Security in 2005 and Linux

Information security in 2005 was really bad. Actually, it was the worst year on record as anticipated. Leading the insecure perception pack is Microsoft Windows. The monthly 'patch Tuesday' has become a beacon and target for hackers. We saw the realization of zero-day exploits and Microsoft's slow response to well known vulnerabilities.

There were a few bright spots, "Linux Security: A Good Thing Keeps Getting Better". If you happen to be using Linux then 2005 was not a bad year and actually was somewhat predictable. If you are using Windows, then 2005 was a really bad year.

If you can anticipate, predict and adapt to vulnerabilities then you have a better chance at defending your systems. Comparing Linux to Windows I would have to say that Linux is the environment where anticipating threats is easier.

I am involved in securing both Windows and Linux systems at work and at home. From my viewpoint over the past year, I would have to say I was more concerned about the Windows machines than I am about my Linux machines. One of the nice things with Linux is that I don't have to continually worry about mail bomb viruses, macros and various scripts invading my network. The recent WMF flaw is a recent example of what is lurking inside of Windows.

The permissions model in Linux/Unix and especially in SELinux is much more robust than what Windows provides. So for the next year, I still feel that running Linux systems is a much safer way to compute than Windows. We are in January 2006 now so all that can change with another exploit to Linux or Windows. If I was a betting person, I would place my bets on Linux being more secure. I am not a gambler so I prefer to remain adaptable and flexible to address any potential scenario.

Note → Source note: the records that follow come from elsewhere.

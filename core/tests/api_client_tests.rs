// Copyright (c) 2026 taskdeck contributors
// SPDX-License-Identifier: AGPL-3.0

use mockito::Matcher;
use serde_json::json;
use taskdeck_core::domain::source::{ApiError, ApiPayload};
use taskdeck_core::domain::task::TaskId;
use taskdeck_core::infrastructure::api_client::{
    AccessLevel, HealthStatus, NewAgent, NewTask, TaskApiClient,
};

#[tokio::test]
async fn test_get_task_sends_bearer_token() {
    let mut server = mockito::Server::new_async().await;
    let mock = server
        .mock("GET", "/api/tasks/42")
        .match_header("authorization", "Bearer secret")
        .with_status(200)
        .with_header("content-type", "application/json")
        .with_body(r#"{"id":42,"title":"Audit","status":"running","agents":{"writer":"running"}}"#)
        .create_async()
        .await;

    let client = TaskApiClient::new(&server.url(), Some("secret".into())).unwrap();
    let snapshot = client.get_task(&TaskId::from(42)).await.unwrap();

    assert_eq!(snapshot.id, TaskId::from("42"));
    assert_eq!(snapshot.status(), "running");
    assert!(snapshot.activities.is_none());
    mock.assert_async().await;
}

#[tokio::test]
async fn test_no_token_means_no_authorization_header() {
    let mut server = mockito::Server::new_async().await;
    let mock = server
        .mock("GET", "/api/tasks")
        .match_header("authorization", Matcher::Missing)
        .with_status(200)
        .with_body(r#"[{"id":1,"status":"pending"},{"id":"2"}]"#)
        .create_async()
        .await;

    let client = TaskApiClient::new(&server.url(), None).unwrap();
    let tasks = client.list_tasks().await.unwrap();

    assert_eq!(tasks.len(), 2);
    assert_eq!(tasks[1].id, TaskId::from(2));
    assert_eq!(tasks[1].status(), "");
    mock.assert_async().await;
}

#[tokio::test]
async fn test_unauthorized_is_typed() {
    let mut server = mockito::Server::new_async().await;
    let mock = server
        .mock("GET", "/api/tasks")
        .with_status(401)
        .with_body("token expired")
        .expect(1)
        .create_async()
        .await;

    let client = TaskApiClient::new(&server.url(), Some("stale".into())).unwrap();
    let err = client.list_tasks().await.unwrap_err();

    assert!(err.is_unauthorized());
    mock.assert_async().await;
}

#[tokio::test]
async fn test_server_error_keeps_status_and_body() {
    let mut server = mockito::Server::new_async().await;
    server
        .mock("GET", "/api/tasks/7")
        .with_status(503)
        .with_body("maintenance")
        .create_async()
        .await;

    let client = TaskApiClient::new(&server.url(), None).unwrap();
    match client.get_task(&TaskId::from(7)).await {
        Err(ApiError::Status { status, body }) => {
            assert_eq!(status, 503);
            assert_eq!(body, "maintenance");
        }
        other => panic!("unexpected result: {:?}", other),
    }
}

#[tokio::test]
async fn test_malformed_read_is_decode_error() {
    let mut server = mockito::Server::new_async().await;
    server
        .mock("GET", "/api/tasks")
        .with_status(200)
        .with_body("<html>oops</html>")
        .create_async()
        .await;

    let client = TaskApiClient::new(&server.url(), None).unwrap();
    assert!(matches!(
        client.list_tasks().await,
        Err(ApiError::Decode(_))
    ));
}

#[tokio::test]
async fn test_api_suffixed_base_is_not_doubled() {
    let mut server = mockito::Server::new_async().await;
    let mock = server
        .mock("GET", "/api/agents")
        .with_status(200)
        .with_body(r#"[{"id":1,"name":"researcher","description":"reads","owner_id":3}]"#)
        .create_async()
        .await;

    let base = format!("{}/api/", server.url());
    let client = TaskApiClient::new(&base, None).unwrap();
    let agents = client.list_agents().await.unwrap();

    assert_eq!(agents.len(), 1);
    assert_eq!(agents[0].name, "researcher");
    mock.assert_async().await;
}

#[tokio::test]
async fn test_create_task_posts_payload() {
    let mut server = mockito::Server::new_async().await;
    let mock = server
        .mock("POST", "/api/tasks")
        .match_header("authorization", "Bearer secret")
        .match_body(Matcher::PartialJson(json!({
            "title": "Audit",
            "access": "shared",
            "include_artifacts": true
        })))
        .with_status(200)
        .with_body(r#"{"id":42,"title":"Audit"}"#)
        .create_async()
        .await;

    let client = TaskApiClient::new(&server.url(), Some("secret".into())).unwrap();
    let created = client
        .create_task(&NewTask::new("Audit", "Check coverage").with_access(AccessLevel::Shared))
        .await
        .unwrap();

    assert_eq!(created.id(), Some(TaskId::from(42)));
    mock.assert_async().await;
}

#[tokio::test]
async fn test_create_agent_keeps_text_body() {
    let mut server = mockito::Server::new_async().await;
    server
        .mock("POST", "/api/agents")
        .match_body(Matcher::Json(json!({
            "name": "writer",
            "role": "author",
            "domain": "docs"
        })))
        .with_status(200)
        .with_body("agent queued")
        .create_async()
        .await;

    let client = TaskApiClient::new(&server.url(), None).unwrap();
    let created = client
        .create_agent(&NewAgent::new(" writer ", "author", "docs"))
        .await
        .unwrap();

    assert_eq!(created, ApiPayload::Text("agent queued".into()));
}

#[tokio::test]
async fn test_health_is_sent_without_credentials() {
    let mut server = mockito::Server::new_async().await;
    let mock = server
        .mock("GET", "/health")
        .match_header("authorization", Matcher::Missing)
        .with_status(200)
        .create_async()
        .await;

    let client = TaskApiClient::new(&server.url(), Some("secret".into())).unwrap();
    assert_eq!(client.health().await, HealthStatus::Ok);
    mock.assert_async().await;
}

#[tokio::test]
async fn test_health_error_and_down() {
    let mut server = mockito::Server::new_async().await;
    server
        .mock("GET", "/health")
        .with_status(500)
        .create_async()
        .await;

    let client = TaskApiClient::new(&server.url(), None).unwrap();
    assert_eq!(client.health().await, HealthStatus::Error(500));

    let unreachable = TaskApiClient::new("http://127.0.0.1:1", None).unwrap();
    assert_eq!(unreachable.health().await, HealthStatus::Down);
}
// Copyright (c) 2026 taskdeck contributors
// SPDX-License-Identifier: AGPL-3.0

//! Bounded follow of a freshly created task.
//!
//! After creation the client shows the server's response, then polls the
//! task until it settles or the attempt cap runs out. Each successful fetch
//! replaces the transcript; exhausting the cap appends one timeout line.

use std::sync::Arc;

use serde::Serialize;
use tracing::info;

use crate::application::polling::{PollEvent, PollPolicy, PollingScheduler, SchedulerHandle};
use crate::domain::source::{ApiPayload, TaskSource};
use crate::domain::task::{TaskId, TaskSnapshot};

/// Text shown to the user while a created task is followed.
#[derive(Debug, Clone, PartialEq, Eq)]
pub struct FollowTranscript {
    text: String,
    timed_out: bool,
}

impl FollowTranscript {
    pub fn created(payload: &ApiPayload) -> Self {
        Self {
            text: format!("Task Created: {}", payload.pretty()),
            timed_out: false,
        }
    }

    pub fn polling_started(&mut self, id: &TaskId) {
        self.text
            .push_str(&format!("\n\nPolling task status (id={})...", id));
    }

    /// Replace the transcript with the fetched progress.
    pub fn record_fetch(&mut self, snapshot: &TaskSnapshot) {
        self.text = render_progress(snapshot);
    }

    /// Append the timeout notice. Only the first call has an effect.
    pub fn record_timeout(&mut self, attempts: u32) -> bool {
        if self.timed_out {
            return false;
        }
        self.timed_out = true;
        self.text
            .push_str(&format!("\n\nPolling timed out after {} attempts.", attempts));
        true
    }

    pub fn text(&self) -> &str {
        &self.text
    }

    pub fn timed_out(&self) -> bool {
        self.timed_out
    }
}

/// Summary block of a progress fetch. Absent fields are left out.
#[derive(Serialize)]
struct ProgressSummary<'a> {
    id: &'a TaskId,
    #[serde(skip_serializing_if = "Option::is_none")]
    title: Option<&'a str>,
    #[serde(skip_serializing_if = "Option::is_none")]
    status: Option<&'a str>,
}

/// `Task: {id, title, status}` followed by the activity log, if any.
pub fn render_progress(snapshot: &TaskSnapshot) -> String {
    let summary = ProgressSummary {
        id: &snapshot.id,
        title: snapshot.title.as_deref(),
        status: snapshot.status.as_deref(),
    };
    let summary = serde_json::to_string_pretty(&summary).unwrap_or_default();
    let mut out = format!("Task: {}", summary);

    if let Some(activities) = snapshot.activities.as_ref().filter(|a| !a.is_empty()) {
        let lines: Vec<String> = activities
            .iter()
            .map(|a| format!("{} - {}", a.created_at, a.content))
            .collect();
        out.push_str("\n\nActivities:\n");
        out.push_str(&lines.join("\n\n"));
    }

    out
}

/// Drives the post-creation follow and exposes each transcript revision.
pub struct Follow {
    transcript: FollowTranscript,
    schedule: Option<SchedulerHandle<TaskSnapshot>>,
    announced: bool,
}

impl Follow {
    /// Start following the task described by `created`. Without an `id` in
    /// the response there is nothing to poll and only the creation text is
    /// produced.
    pub fn start(source: Arc<dyn TaskSource>, created: &ApiPayload, policy: PollPolicy) -> Self {
        let mut transcript = FollowTranscript::created(created);

        let schedule = created.id().map(|task_id| {
            transcript.polling_started(&task_id);
            info!(task_id = %task_id, "Following created task");
            PollingScheduler::start(
                "task-follow",
                policy,
                move || {
                    let source = Arc::clone(&source);
                    let task_id = task_id.clone();
                    async move { source.get_task(&task_id).await }
                },
                TaskSnapshot::is_settled,
            )
        });

        Self {
            transcript,
            schedule,
            announced: false,
        }
    }

    pub fn transcript(&self) -> &FollowTranscript {
        &self.transcript
    }

    pub fn is_following(&self) -> bool {
        self.schedule.is_some()
    }

    /// Next transcript revision, or `None` once the follow is over.
    pub async fn next(&mut self) -> Option<&str> {
        if !self.announced {
            self.announced = true;
            return Some(self.transcript.text());
        }

        let event = self.schedule.as_mut()?.next().await;
        match event {
            Some(PollEvent::Fetched(snapshot)) => {
                self.transcript.record_fetch(&snapshot);
                Some(self.transcript.text())
            }
            Some(PollEvent::TimedOut { attempts }) => {
                self.schedule = None;
                self.transcript.record_timeout(attempts);
                Some(self.transcript.text())
            }
            Some(PollEvent::Finished) | None => {
                self.schedule = None;
                None
            }
        }
    }

    pub fn cancel(&mut self) {
        if let Some(mut schedule) = self.schedule.take() {
            schedule.cancel();
        }
    }
}

#[cfg(test)]
mod tests {
    use super::*;
    use crate::domain::source::ApiError;
    use crate::domain::task::ActivitySnapshot;
    use async_trait::async_trait;
    use std::time::Duration;

    struct StuckSource;

    #[async_trait]
    impl TaskSource for StuckSource {
        async fn list_tasks(&self) -> Result<Vec<TaskSnapshot>, ApiError> {
            Ok(Vec::new())
        }

        async fn get_task(&self, id: &TaskId) -> Result<TaskSnapshot, ApiError> {
            Ok(TaskSnapshot {
                id: id.clone(),
                title: Some("Audit".into()),
                description: None,
                status: Some("running".into()),
                created_at: None,
                activities: None,
                agents: None,
            })
        }
    }

    fn progress(activities: Option<Vec<ActivitySnapshot>>) -> TaskSnapshot {
        TaskSnapshot {
            id: TaskId::from(7),
            title: Some("Audit".into()),
            description: Some("ignored".into()),
            status: Some("running".into()),
            created_at: None,
            activities,
            agents: None,
        }
    }

    #[test]
    fn test_created_text_includes_polling_notice() {
        let payload = ApiPayload::from_body(r#"{"id":7}"#.to_string());
        let mut transcript = FollowTranscript::created(&payload);
        transcript.polling_started(&TaskId::from(7));
        assert_eq!(
            transcript.text(),
            "Task Created: {\n  \"id\": 7\n}\n\nPolling task status (id=7)..."
        );
    }

    #[test]
    fn test_created_text_quotes_plain_body() {
        let payload = ApiPayload::from_body("accepted".to_string());
        assert_eq!(FollowTranscript::created(&payload).text(), "Task Created: \"accepted\"");
    }

    #[test]
    fn test_missing_fields_are_left_out_of_summary() {
        let mut snapshot = progress(None);
        snapshot.title = None;
        assert_eq!(
            render_progress(&snapshot),
            "Task: {\n  \"id\": \"7\",\n  \"status\": \"running\"\n}"
        );

        snapshot.status = None;
        assert_eq!(render_progress(&snapshot), "Task: {\n  \"id\": \"7\"\n}");
    }

    #[test]
    fn test_fetch_replaces_transcript() {
        let payload = ApiPayload::from_body(r#"{"id":7}"#.to_string());
        let mut transcript = FollowTranscript::created(&payload);
        transcript.record_fetch(&progress(None));
        assert!(transcript.text().starts_with("Task: {"));
        assert!(!transcript.text().contains("Task Created"));
        assert!(!transcript.text().contains("Activities"));
        assert!(!transcript.text().contains("ignored"));
    }

    #[test]
    fn test_activities_are_listed_with_timestamps() {
        let activity = |at: &str, content: &str| ActivitySnapshot {
            id: None,
            agent: "researcher".into(),
            content: content.into(),
            created_at: at.into(),
        };
        let rendered = render_progress(&progress(Some(vec![
            activity("10:00", "started"),
            activity("10:05", "done"),
        ])));
        assert!(rendered.ends_with("\n\nActivities:\n10:00 - started\n\n10:05 - done"));
    }

    #[test]
    fn test_timeout_is_appended_once() {
        let payload = ApiPayload::from_body(r#"{"id":7}"#.to_string());
        let mut transcript = FollowTranscript::created(&payload);
        assert!(transcript.record_timeout(60));
        assert!(!transcript.record_timeout(60));
        assert_eq!(
            transcript
                .text()
                .matches("Polling timed out after 60 attempts.")
                .count(),
            1
        );
    }

    #[tokio::test]
    async fn test_follow_without_id_only_announces() {
        let payload = ApiPayload::from_body(r#"{"status":"queued"}"#.to_string());
        let mut follow = Follow::start(Arc::new(StuckSource), &payload, PollPolicy::every(Duration::from_millis(1)));
        assert!(!follow.is_following());
        assert_eq!(follow.next().await, Some("Task Created: {\n  \"status\": \"queued\"\n}"));
        assert_eq!(follow.next().await, None);
    }

    #[tokio::test]
    async fn test_stuck_task_times_out_after_cap() {
        let payload = ApiPayload::from_body(r#"{"id":7}"#.to_string());
        let policy = PollPolicy::every(Duration::from_millis(1)).with_max_attempts(5);
        let mut follow = Follow::start(Arc::new(StuckSource), &payload, policy);

        let mut revisions = Vec::new();
        while let Some(text) = follow.next().await {
            revisions.push(text.to_string());
        }

        // announcement + 5 fetches + timeout
        assert_eq!(revisions.len(), 7);
        let last = revisions.last().unwrap();
        assert!(last.starts_with("Task: {"));
        assert!(last.ends_with("\n\nPolling timed out after 5 attempts."));
        assert!(follow.transcript().timed_out());
    }
}
// Copyright (c) 2026 taskdeck contributors
// SPDX-License-Identifier: AGPL-3.0

//! Task stream events.
//!
//! Messages on `GET /events/tasks/{id}` are JSON objects tagged by `type`.
//! Each variant carries only the fields relevant to its tag; any other tag
//! lands in `TaskEvent::Unknown`.

use serde::{Deserialize, Serialize};

use crate::domain::task::ActivityId;

#[derive(Debug, Clone, PartialEq, Eq, Serialize, Deserialize)]
#[serde(tag = "type", rename_all = "snake_case")]
pub enum TaskEvent {
    Status {
        status: String,
    },
    Activity(ActivityUpdate),
    AgentStatus {
        agent: String,
        status: String,
    },
    #[serde(other)]
    Unknown,
}

/// Payload of an `activity` event.
#[derive(Debug, Clone, PartialEq, Eq, Serialize, Deserialize)]
pub struct ActivityUpdate {
    #[serde(default, skip_serializing_if = "Option::is_none")]
    pub id: Option<ActivityId>,
    #[serde(default)]
    pub agent: String,
    #[serde(default)]
    pub content: String,
    #[serde(default)]
    pub created_at: String,
}

impl TaskEvent {
    /// Parse one stream message body.
    pub fn parse(data: &str) -> Result<Self, serde_json::Error> {
        serde_json::from_str(data)
    }

    pub fn kind(&self) -> &'static str {
        match self {
            TaskEvent::Status { .. } => "status",
            TaskEvent::Activity(_) => "activity",
            TaskEvent::AgentStatus { .. } => "agent_status",
            TaskEvent::Unknown => "unknown",
        }
    }
}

Maybe it's time to get a Mac in addition to my Linux and Windows machines! Now that would round out the platform scenario to include another architecture and make my computing networks highly diversified.

I guess that's the type of computing world we live in today. Change is rapid and constant. At any time or even overnight a security issue can manifest itself thus requiring some type of remediation. At least this stuff is not going to bore anyone anytime soon.